Let me also say that I am not prepared to offer a definitive "solution" to the mystery of the fate of unbaptized infants, but I hope to demonstrate that it makes little sense to argue for or against their salvation in the context of "sufficient" and "efficacious" grace, neither of which can strictly apply to infants sine both involve the movement of the will, and not mere "potency" (with respect to the former). The question remains, is God's will for the salvation of unbaptized infants strictly conditional, or unconditional? If He wills their salvation, does He provide the means?

Mark, I cannot answer the question on infants, but the solution to your greater dilemma is before us ... though I fully expect that you will examine the objections of GL, which are detailed (and answered) in the linked tome. I hope you will at least consider that GL might have accidentally conflated "two senses of permission, without realizing that they involve different suppositions", and came to an erroneous conclusion he only thought was faithful to the doctrine of St. Thomas.

And it is the dilemma of unbaptized infants that provides a point of focus that will enable us - in my view - to subject the question to a scrutiny that I suspect will be withering to both sides, Father GL's and Marin-Sola's.

The fact remains: an unbaptized infant posits no impediment to God's grace. We have, on the one hand, an impediment placed by other human beings, either negligently or willfully. On the other hand, we have a circumstance beyond man's control, so the absence of any human impediment seems to confront us squarely. A child born in pre-Christian lands is born where the remedy of baptism does not even exist, and not at the "fault" of man. I put "fault" in quotes because, if God decreed that birth where and when He did - if God is the sole cause of that historical and geographical circumstance - the question of "fault" disappears, since all actions of God are beyond fault. And I do not see how man can be faulted for the circumstances of that birth - can he be faulted for not advancing fast enough, technologically speaking, to have covered the globe so that the revelation God made to men in the Middle East would be able to reach that child?
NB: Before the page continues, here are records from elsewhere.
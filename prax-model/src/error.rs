//! Error types for model construction and lookup.

// These warnings are false positives - the fields are used by derive macros
#![allow(unused_assignments)]

use miette::Diagnostic;
use thiserror::Error;

/// Result type for model operations.
pub type ModelResult<T> = Result<T, ModelError>;

/// Errors that can occur while building or querying a mapped model.
#[derive(Error, Debug, Diagnostic)]
pub enum ModelError {
    /// An entity type name that the model does not contain.
    #[error("unknown entity type `{name}`")]
    #[diagnostic(code(prax::model::unknown_entity))]
    UnknownEntity { name: String },

    /// A property that the entity type does not declare.
    #[error("entity type `{entity}` has no property `{property}`")]
    #[diagnostic(code(prax::model::unknown_property))]
    UnknownProperty { entity: String, property: String },

    /// A navigation that the entity type does not declare.
    #[error("entity type `{entity}` has no navigation `{navigation}`")]
    #[diagnostic(code(prax::model::unknown_navigation))]
    UnknownNavigation { entity: String, navigation: String },

    /// Invalid entity type definition.
    #[error("invalid entity type `{name}`: {message}")]
    #[diagnostic(code(prax::model::invalid_entity))]
    InvalidEntity { name: String, message: String },

    /// Entity type without a primary key.
    #[error("entity type `{entity}` has no primary key")]
    #[diagnostic(
        code(prax::model::missing_key),
        help("call `.key([..])` on the entity builder")
    )]
    MissingKey { entity: String },

    /// Duplicate definition.
    #[error("duplicate {kind} `{name}`")]
    #[diagnostic(code(prax::model::duplicate))]
    Duplicate { kind: String, name: String },

    /// Invalid vector index definition.
    #[error("invalid vector index `{index}` on `{entity}`: {message}")]
    #[diagnostic(code(prax::model::invalid_vector_index))]
    InvalidVectorIndex {
        entity: String,
        index: String,
        message: String,
    },

    /// Validation error with multiple issues.
    #[error("model validation failed with {count} error(s)")]
    #[diagnostic(code(prax::model::validation_failed))]
    ValidationFailed {
        count: usize,
        #[related]
        errors: Vec<ModelError>,
    },
}

impl ModelError {
    /// Create an unknown entity error.
    pub fn unknown_entity(name: impl Into<String>) -> Self {
        Self::UnknownEntity { name: name.into() }
    }

    /// Create an unknown property error.
    pub fn unknown_property(entity: impl Into<String>, property: impl Into<String>) -> Self {
        Self::UnknownProperty {
            entity: entity.into(),
            property: property.into(),
        }
    }

    /// Create an unknown navigation error.
    pub fn unknown_navigation(entity: impl Into<String>, navigation: impl Into<String>) -> Self {
        Self::UnknownNavigation {
            entity: entity.into(),
            navigation: navigation.into(),
        }
    }

    /// Create an invalid entity error.
    pub fn invalid_entity(name: impl Into<String>, message: impl Into<String>) -> Self {
        Self::InvalidEntity {
            name: name.into(),
            message: message.into(),
        }
    }

    /// Create a duplicate definition error.
    pub fn duplicate(kind: impl Into<String>, name: impl Into<String>) -> Self {
        Self::Duplicate {
            kind: kind.into(),
            name: name.into(),
        }
    }

    /// Create an invalid vector index error.
    pub fn invalid_vector_index(
        entity: impl Into<String>,
        index: impl Into<String>,
        message: impl Into<String>,
    ) -> Self {
        Self::InvalidVectorIndex {
            entity: entity.into(),
            index: index.into(),
            message: message.into(),
        }
    }
}

#[cfg(test)]
#[allow(unused_assignments)]
mod tests {
    use super::*;

    #[test]
    fn test_error_display() {
        let err = ModelError::unknown_property("Customer", "Nickname");
        assert_eq!(
            err.to_string(),
            "entity type `Customer` has no property `Nickname`"
        );

        let err = ModelError::MissingKey {
            entity: "Order".to_string(),
        };
        assert_eq!(err.to_string(), "entity type `Order` has no primary key");
    }

    #[test]
    fn test_validation_failed_counts() {
        let err = ModelError::ValidationFailed {
            count: 2,
            errors: vec![
                ModelError::unknown_entity("A"),
                ModelError::duplicate("entity type", "B"),
            ],
        };
        assert!(err.to_string().contains("2 error(s)"));
    }
}
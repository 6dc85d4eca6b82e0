//! Query operators and result cardinality classification.

use std::fmt;

use serde::{Deserialize, Serialize};
use smol_str::SmolStr;

/// How many results a query produces.
#[derive(Debug, Clone, Copy, PartialEq, Eq, Hash, Serialize, Deserialize)]
pub enum ResultCardinality {
    /// Exactly one value; an empty result is an error.
    Single,
    /// At most one value; an empty result yields the default.
    SingleOrDefault,
    /// Any number of values.
    Enumerable,
}

/// Overload shape of an operator call.
#[derive(Debug, Clone, Copy, PartialEq, Eq, Hash, Serialize, Deserialize)]
pub enum Overload {
    /// Called with no lambda argument.
    WithoutPredicate,
    /// Called with a predicate or selector lambda.
    WithPredicate,
}

/// A queryable operator applied to a source sequence.
#[derive(Debug, Clone, PartialEq, Eq, Hash, Serialize, Deserialize)]
pub enum QueryOperator {
    Where,
    Select,
    OrderBy,
    OrderByDescending,
    ThenBy,
    ThenByDescending,
    Skip,
    Take,
    Distinct,
    OfType,
    Include,
    VectorSearch,
    First,
    FirstOrDefault,
    Single,
    SingleOrDefault,
    Last,
    LastOrDefault,
    ElementAt,
    ElementAtOrDefault,
    Count,
    LongCount,
    Any,
    All,
    Contains,
    Sum,
    Average,
    Min,
    Max,
    /// An operator the provider does not translate (e.g. `GroupBy`, `Join`).
    Unsupported(SmolStr),
}

/// The fixed cardinality table.
///
/// Operators missing from the table are [`ResultCardinality::Enumerable`].
pub const CARDINALITY_TABLE: &[(&str, Overload, ResultCardinality)] = {
    use Overload::*;
    use ResultCardinality::*;
    &[
        ("First", WithoutPredicate, Single),
        ("First", WithPredicate, Single),
        ("FirstOrDefault", WithoutPredicate, SingleOrDefault),
        ("FirstOrDefault", WithPredicate, SingleOrDefault),
        ("Single", WithoutPredicate, Single),
        ("Single", WithPredicate, Single),
        ("SingleOrDefault", WithoutPredicate, SingleOrDefault),
        ("SingleOrDefault", WithPredicate, SingleOrDefault),
        ("Last", WithoutPredicate, Single),
        ("Last", WithPredicate, Single),
        ("LastOrDefault", WithoutPredicate, SingleOrDefault),
        ("LastOrDefault", WithPredicate, SingleOrDefault),
        ("ElementAt", WithoutPredicate, Single),
        ("ElementAtOrDefault", WithoutPredicate, SingleOrDefault),
        ("Count", WithoutPredicate, Single),
        ("Count", WithPredicate, Single),
        ("LongCount", WithoutPredicate, Single),
        ("LongCount", WithPredicate, Single),
        ("Any", WithoutPredicate, Single),
        ("Any", WithPredicate, Single),
        ("All", WithPredicate, Single),
        ("Contains", WithoutPredicate, Single),
        ("Sum", WithoutPredicate, Single),
        ("Sum", WithPredicate, Single),
        ("Average", WithoutPredicate, Single),
        ("Average", WithPredicate, Single),
        ("Min", WithoutPredicate, Single),
        ("Min", WithPredicate, Single),
        ("Max", WithoutPredicate, Single),
        ("Max", WithPredicate, Single),
    ]
};

impl QueryOperator {
    /// Look up an operator by name; unknown names are [`QueryOperator::Unsupported`].
    pub fn from_name(name: &str) -> Self {
        match name {
            "Where" => Self::Where,
            "Select" => Self::Select,
            "OrderBy" => Self::OrderBy,
            "OrderByDescending" => Self::OrderByDescending,
            "ThenBy" => Self::ThenBy,
            "ThenByDescending" => Self::ThenByDescending,
            "Skip" => Self::Skip,
            "Take" => Self::Take,
            "Distinct" => Self::Distinct,
            "OfType" => Self::OfType,
            "Include" => Self::Include,
            "VectorSearch" => Self::VectorSearch,
            "First" => Self::First,
            "FirstOrDefault" => Self::FirstOrDefault,
            "Single" => Self::Single,
            "SingleOrDefault" => Self::SingleOrDefault,
            "Last" => Self::Last,
            "LastOrDefault" => Self::LastOrDefault,
            "ElementAt" => Self::ElementAt,
            "ElementAtOrDefault" => Self::ElementAtOrDefault,
            "Count" => Self::Count,
            "LongCount" => Self::LongCount,
            "Any" => Self::Any,
            "All" => Self::All,
            "Contains" => Self::Contains,
            "Sum" => Self::Sum,
            "Average" => Self::Average,
            "Min" => Self::Min,
            "Max" => Self::Max,
            other => Self::Unsupported(SmolStr::new(other)),
        }
    }

    /// Operator name.
    pub fn name(&self) -> &str {
        match self {
            Self::Where => "Where",
            Self::Select => "Select",
            Self::OrderBy => "OrderBy",
            Self::OrderByDescending => "OrderByDescending",
            Self::ThenBy => "ThenBy",
            Self::ThenByDescending => "ThenByDescending",
            Self::Skip => "Skip",
            Self::Take => "Take",
            Self::Distinct => "Distinct",
            Self::OfType => "OfType",
            Self::Include => "Include",
            Self::VectorSearch => "VectorSearch",
            Self::First => "First",
            Self::FirstOrDefault => "FirstOrDefault",
            Self::Single => "Single",
            Self::SingleOrDefault => "SingleOrDefault",
            Self::Last => "Last",
            Self::LastOrDefault => "LastOrDefault",
            Self::ElementAt => "ElementAt",
            Self::ElementAtOrDefault => "ElementAtOrDefault",
            Self::Count => "Count",
            Self::LongCount => "LongCount",
            Self::Any => "Any",
            Self::All => "All",
            Self::Contains => "Contains",
            Self::Sum => "Sum",
            Self::Average => "Average",
            Self::Min => "Min",
            Self::Max => "Max",
            Self::Unsupported(name) => name,
        }
    }

    /// Check if the provider translates this operator.
    pub fn is_supported(&self) -> bool {
        !matches!(self, Self::Unsupported(_))
    }

    /// Operators that end the chain and pick one element.
    pub fn is_element_operator(&self) -> bool {
        matches!(
            self,
            Self::First
                | Self::FirstOrDefault
                | Self::Single
                | Self::SingleOrDefault
                | Self::Last
                | Self::LastOrDefault
                | Self::ElementAt
                | Self::ElementAtOrDefault
        )
    }

    /// Operators that reduce the sequence to one scalar.
    pub fn is_scalar_aggregate(&self) -> bool {
        matches!(
            self,
            Self::Count
                | Self::LongCount
                | Self::Any
                | Self::All
                | Self::Contains
                | Self::Sum
                | Self::Average
                | Self::Min
                | Self::Max
        )
    }

    /// Operators after which no other operator may follow.
    pub fn is_terminal(&self) -> bool {
        self.is_element_operator() || self.is_scalar_aggregate()
    }

    /// Operators whose single argument is a lambda predicate or selector.
    pub fn takes_lambda(&self) -> bool {
        !matches!(
            self,
            Self::Skip
                | Self::Take
                | Self::Distinct
                | Self::OfType
                | Self::ElementAt
                | Self::ElementAtOrDefault
                | Self::Contains
                | Self::Unsupported(_)
        )
    }
}

impl fmt::Display for QueryOperator {
    fn fmt(&self, f: &mut fmt::Formatter<'_>) -> fmt::Result {
        f.write_str(self.name())
    }
}

/// Classify the result cardinality of a call through [`CARDINALITY_TABLE`].
pub fn classify(operator: &QueryOperator, overload: Overload) -> ResultCardinality {
    let name = operator.name();
    CARDINALITY_TABLE
        .iter()
        .find(|(op, shape, _)| *op == name && *shape == overload)
        .map(|(_, _, cardinality)| *cardinality)
        .unwrap_or(ResultCardinality::Enumerable)
}

#[cfg(test)]
mod tests {
    use super::*;

    #[test]
    fn test_classify_documented_rows() {
        use Overload::*;
        assert_eq!(
            classify(&QueryOperator::First, WithoutPredicate),
            ResultCardinality::Single
        );
        assert_eq!(
            classify(&QueryOperator::FirstOrDefault, WithPredicate),
            ResultCardinality::SingleOrDefault
        );
        assert_eq!(
            classify(&QueryOperator::Where, WithPredicate),
            ResultCardinality::Enumerable
        );
        assert_eq!(
            classify(&QueryOperator::Count, WithoutPredicate),
            ResultCardinality::Single
        );
    }

    #[test]
    fn test_unknown_operator_round_trips_name() {
        let op = QueryOperator::from_name("GroupBy");
        assert_eq!(op, QueryOperator::Unsupported("GroupBy".into()));
        assert!(!op.is_supported());
        assert_eq!(op.to_string(), "GroupBy");
        assert_eq!(
            classify(&op, Overload::WithPredicate),
            ResultCardinality::Enumerable
        );
    }

    #[test]
    fn test_names_match_table_entries() {
        for (name, _, _) in CARDINALITY_TABLE {
            assert!(QueryOperator::from_name(name).is_supported(), "{}", name);
        }
    }
}
impl Expr {
    /// Literal value.
    pub fn constant(value: impl Into<Value>) -> Self {
        Self::Constant(value.into())
    }

    /// Null literal.
    pub fn null() -> Self {
        Self::Constant(Value::Null)
    }

    /// Lambda parameter reference.
    pub fn param(name: impl Into<SmolStr>) -> Self {
        Self::Parameter(name.into())
    }

    /// Runtime parameter placeholder.
    pub fn query_param(name: impl Into<SmolStr>, ty: TypeRef) -> Self {
        Self::QueryParameter {
            name: name.into(),
            ty,
        }
    }

    /// Single-parameter lambda.
    pub fn lambda(param: impl Into<SmolStr>, body: Expr) -> Self {
        Self::Lambda {
            params: vec![param.into()],
            body: Box::new(body),
        }
    }

    /// Root sequence of an entity type.
    pub fn root(entity: impl Into<SmolStr>) -> Self {
        Self::QueryRoot(entity.into())
    }

    /// Record construction.
    pub fn new_record<I, S>(type_name: impl Into<SmolStr>, args: I) -> Self
    where
        I: IntoIterator<Item = (S, Expr)>,
        S: Into<SmolStr>,
    {
        Self::New {
            type_name: type_name.into(),
            args: args
                .into_iter()
                .map(|(name, expr)| MemberArg::new(name, expr))
                .collect(),
        }
    }

    /// Method call.
    pub fn call(method: Method, args: Vec<Expr>) -> Self {
        Self::Call { method, args }
    }

    /// `EF.Property(entity, name)`.
    pub fn ef_property(entity: Expr, name: &str) -> Self {
        Self::call(Method::EfProperty, vec![entity, Self::constant(name)])
    }

    /// `object.Equals(a, b)`.
    pub fn object_equals(a: Expr, b: Expr) -> Self {
        Self::call(Method::ObjectEquals, vec![a, b])
    }

    /// `new DateTime(year, month, day)`.
    pub fn date(year: i32, month: i32, day: i32) -> Self {
        Self::call(
            Method::MakeDateTime,
            vec![
                Self::constant(year),
                Self::constant(month),
                Self::constant(day),
            ],
        )
    }

    /// `Mql.VectorSearchScore(entity)`.
    pub fn vector_search_score(entity: Expr) -> Self {
        Self::call(Method::VectorSearchScore, vec![entity])
    }

    /// Member access on this expression.
    pub fn member(self, name: impl Into<SmolStr>) -> Self {
        Self::Member {
            expr: Box::new(self),
            member: name.into(),
        }
    }

    /// Binary operation with this expression on the left.
    pub fn binary(self, op: BinaryOp, right: Expr) -> Self {
        Self::Binary {
            op,
            left: Box::new(self),
            right: Box::new(right),
        }
    }

    /// `self == right`.
    pub fn eq(self, right: Expr) -> Self {
        self.binary(BinaryOp::Equal, right)
    }

    /// `self != right`.
    pub fn ne(self, right: Expr) -> Self {
        self.binary(BinaryOp::NotEqual, right)
    }

    /// `self > right`.
    pub fn gt(self, right: Expr) -> Self {
        self.binary(BinaryOp::GreaterThan, right)
    }

    /// `self >= right`.
    pub fn gte(self, right: Expr) -> Self {
        self.binary(BinaryOp::GreaterThanOrEqual, right)
    }

    /// `self < right`.
    pub fn lt(self, right: Expr) -> Self {
        self.binary(BinaryOp::LessThan, right)
    }

    /// `self <= right`.
    pub fn lte(self, right: Expr) -> Self {
        self.binary(BinaryOp::LessThanOrEqual, right)
    }

    /// `self && right`.
    pub fn and(self, right: Expr) -> Self {
        self.binary(BinaryOp::AndAlso, right)
    }

    /// `self || right`.
    pub fn or(self, right: Expr) -> Self {
        self.binary(BinaryOp::OrElse, right)
    }

    /// `self + right`.
    pub fn add(self, right: Expr) -> Self {
        self.binary(BinaryOp::Add, right)
    }

    /// `self * right`.
    pub fn mul(self, right: Expr) -> Self {
        self.binary(BinaryOp::Multiply, right)
    }

    /// `!self`.
    pub fn not(self) -> Self {
        Self::Unary {
            op: UnaryOp::Not,
            operand: Box::new(self),
        }
    }

    /// `self.StartsWith(prefix)`.
    pub fn starts_with(self, prefix: Expr) -> Self {
        Self::call(Method::StartsWith, vec![self, prefix])
    }

    /// `self.Contains(sub)` on strings.
    pub fn contains_str(self, sub: Expr) -> Self {
        Self::call(Method::StringContains, vec![self, sub])
    }

    /// Get the constant value, if this is a constant.
    pub fn as_constant(&self) -> Option<&Value> {
        match self {
            Self::Constant(v) => Some(v),
            _ => None,
        }
    }

    /// Split a single-parameter lambda into its parameter and body.
    pub fn as_lambda(&self) -> Option<(&SmolStr, &Expr)> {
        match self {
            Self::Lambda { params, body } if params.len() == 1 => Some((&params[0], body)),
            _ => None,
        }
    }

    /// Short name of the node kind.
    pub fn kind(&self) -> &'static str {
        match self {
            Self::Constant(_) => "Constant",
            Self::Parameter(_) => "Parameter",
            Self::QueryParameter { .. } => "QueryParameter",
            Self::Member { .. } => "Member",
            Self::Binary { .. } => "Binary",
            Self::Unary { .. } => "Unary",
            Self::Conditional { .. } => "Conditional",
            Self::Call { .. } => "Call",
            Self::Lambda { .. } => "Lambda",
            Self::New { .. } => "New",
            Self::MemberInit { .. } => "MemberInit",
            Self::List(_) => "List",
            Self::QueryRoot(_) => "QueryRoot",
            Self::Query { .. } => "Query",
            Self::Field(_) => "Field",
            Self::EntityProjection(_) => "EntityProjection",
            Self::ObjectArray(_) => "ObjectArray",
            Self::ProjectionBinding(_) => "ProjectionBinding",
            Self::StructuralShaper(_) => "StructuralShaper",
            Self::CollectionShaper(_) => "CollectionShaper",
            Self::Include(_) => "Include",
            Self::Materialize(_) => "Materialize",
            Self::ValueBufferRead(_) => "ValueBufferRead",
            Self::NotTranslated(_) => "NotTranslated",
        }
    }
}

fn write_args(f: &mut fmt::Formatter<'_>, args: &[Expr]) -> fmt::Result {
    for (i, arg) in args.iter().enumerate() {
        if i > 0 {
            f.write_str(", ")?;
        }
        write!(f, "{}", arg)?;
    }
    Ok(())
}

fn write_members(f: &mut fmt::Formatter<'_>, args: &[MemberArg]) -> fmt::Result {
    for (i, arg) in args.iter().enumerate() {
        if i > 0 {
            f.write_str(", ")?;
        }
        write!(f, "{} = {}", arg.name, arg.expr)?;
    }
    Ok(())
}

impl fmt::Display for Expr {
    fn fmt(&self, f: &mut fmt::Formatter<'_>) -> fmt::Result {
        match self {
            Self::Constant(v) => write!(f, "{}", v),
            Self::Parameter(name) => f.write_str(name),
            Self::QueryParameter { name, .. } => write!(f, "@{}", name),
            Self::Member { expr, member } => write!(f, "{}.{}", expr, member),
            Self::Binary { op, left, right } => {
                write!(f, "({} {} {})", left, op.symbol(), right)
            }
            Self::Unary { op, operand } => match op {
                UnaryOp::Not => write!(f, "!{}", operand),
                UnaryOp::Negate => write!(f, "-{}", operand),
                UnaryOp::Convert(kind) => write!(f, "({}){}", kind, operand),
            },
            Self::Conditional {
                test,
                if_true,
                if_false,
            } => write!(f, "({} ? {} : {})", test, if_true, if_false),
            Self::Call { method, args } => {
                write!(f, "{}(", method.name())?;
                write_args(f, args)?;
                f.write_str(")")
            }
            Self::Lambda { params, body } => {
                if params.len() == 1 {
                    write!(f, "{} => {}", params[0], body)
                } else {
                    let names: Vec<&str> = params.iter().map(SmolStr::as_str).collect();
                    write!(f, "({}) => {}", names.join(", "), body)
                }
            }
            Self::New { type_name, args } => {
                write!(f, "new {} {{ ", type_name)?;
                write_members(f, args)?;
                f.write_str(" }")
            }
            Self::MemberInit {
                type_name,
                bindings,
            } => {
                write!(f, "new {}() {{ ", type_name)?;
                write_members(f, bindings)?;
                f.write_str(" }")
            }
            Self::List(items) => {
                f.write_str("[")?;
                write_args(f, items)?;
                f.write_str("]")
            }
            Self::QueryRoot(entity) => write!(f, "DbSet<{}>", entity),
            Self::Query { op, source, args } => {
                write!(f, "{}.{}(", source, op)?;
                write_args(f, args)?;
                f.write_str(")")
            }
            Self::Field(field) => write!(f, "Field({})", field.dotted()),
            Self::EntityProjection(p) => {
                write!(f, "EntityProjection({}, {})", p.entity_type, dotted(&p.path))
            }
            Self::ObjectArray(p) => write!(f, "ObjectArray({}, {})", p.entity_type, dotted(&p.path)),
            Self::ProjectionBinding(b) => write!(f, "ProjectionBinding({})", b),
            Self::StructuralShaper(s) => write!(f, "StructuralShaper({})", s.entity_type),
            Self::CollectionShaper(s) => write!(f, "CollectionShaper({})", s.entity_type),
            Self::Include(i) => write!(f, "{}.Include({})", i.entity, i.navigation),
            Self::Materialize(m) => write!(f, "Materialize({})", m.entity_type),
            Self::ValueBufferRead(r) => write!(f, "ValueBufferRead({}.{})", r.entity_type, r.property),
            Self::NotTranslated(construct) => write!(f, "NotTranslated({})", construct),
        }
    }
}
//! # prax-mongodb
//!
//! MongoDB back end of the Prax document query provider.
//!
//! This crate provides:
//! - Translation of captured queries into aggregation pipelines
//! - Compilation of result shapers into reusable closures
//! - Materialization of entities, owned navigations and their fix-up
//! - A compiled query cache and an executor over any [`DocumentSource`]
//! - A [`MongoClient`] document source backed by the official driver
//!
//! ## Example
//!
//! ```rust,ignore
//! use std::sync::Arc;
//!
//! use prax_mongodb::prelude::*;
//! use prax_query::prelude::*;
//!
//! #[tokio::main]
//! async fn main() -> Result<(), Box<dyn std::error::Error>> {
//!     let model = Arc::new(build_model()?);
//!     let client = MongoClient::builder()
//!         .uri("mongodb://localhost:27017")
//!         .database("cinema")
//!         .build()
//!         .await?;
//!
//!     let executor = QueryExecutor::new(model, Arc::new(client));
//!     let query = QueryBuilder::root("Movie")
//!         .filter(Expr::lambda("m", Expr::param("m").member("Year").gt(Expr::constant(2000))))
//!         .build();
//!     let output = executor
//!         .execute(&executor.session(), &query, ParameterValues::new())
//!         .await?;
//!     println!("{} movies", output.context.len());
//!     Ok(())
//! }
//! ```

pub mod cache;
pub mod client;
pub mod codec;
pub mod config;
pub mod context;
pub mod diagnostics;
pub mod error;
pub mod executor;
pub mod filter;
pub mod pipeline;
pub mod shaper;
pub mod source;
pub mod translate;

pub use bson::oid::ObjectId;
pub use bson::{Bson, Document, doc};
pub use cache::{CacheStats, CompiledQuery, QueryCache, QueryKey};
pub use client::{MongoClient, MongoClientBuilder};
pub use codec::Codec;
pub use config::{MongoConfig, MongoConfigBuilder, ProviderConfig, ProviderOptions, ReadPreference};
pub use context::{EntityInstance, MaterializationContext, NavigationValue, QueryOutput};
pub use diagnostics::{QueryLogger, RecordingQueryLogger, TracingQueryLogger};
pub use error::{MongoError, MongoResult};
pub use executor::{ConcurrencyDetector, QueryExecutor, QuerySession};
pub use filter::FilterBuilder;
pub use pipeline::Pipeline;
pub use shaper::{CompiledShaper, ShaperCompiler, ShaperFn};
pub use source::{DocumentSource, InMemoryDocumentSource};
pub use translate::{EfToNativeTranslator, NativeQuery, VectorSearchTarget};

/// Prelude for convenient imports.
pub mod prelude {
    pub use crate::cache::{CompiledQuery, QueryCache};
    pub use crate::client::{MongoClient, MongoClientBuilder};
    pub use crate::config::{MongoConfig, ProviderConfig, ProviderOptions};
    pub use crate::context::{MaterializationContext, QueryOutput};
    pub use crate::diagnostics::{QueryLogger, TracingQueryLogger};
    pub use crate::error::{MongoError, MongoResult};
    pub use crate::executor::{QueryExecutor, QuerySession};
    pub use crate::shaper::{CompiledShaper, ShaperCompiler};
    pub use crate::source::{DocumentSource, InMemoryDocumentSource};
    pub use crate::translate::{EfToNativeTranslator, NativeQuery};
    pub use bson::oid::ObjectId;
    pub use bson::{Bson, Document, doc};
}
As to the impediment place by other men as to that infant, of course we have the fundamental problem - if we are to judge things on the basis of our human sense of justice - that, if the infant is not saved, he would not be as a result of the actions of other agents, and not his own.

Which gets me to one aspect of my problem with I have expressed before: how could a theology that embraces the principle that God desires the salvation of each particular man (in his particular circumstance) fail to assert the salvation of some of those men (the infants) who do not personally place an impediment to the fulfillment of that universal salvific will?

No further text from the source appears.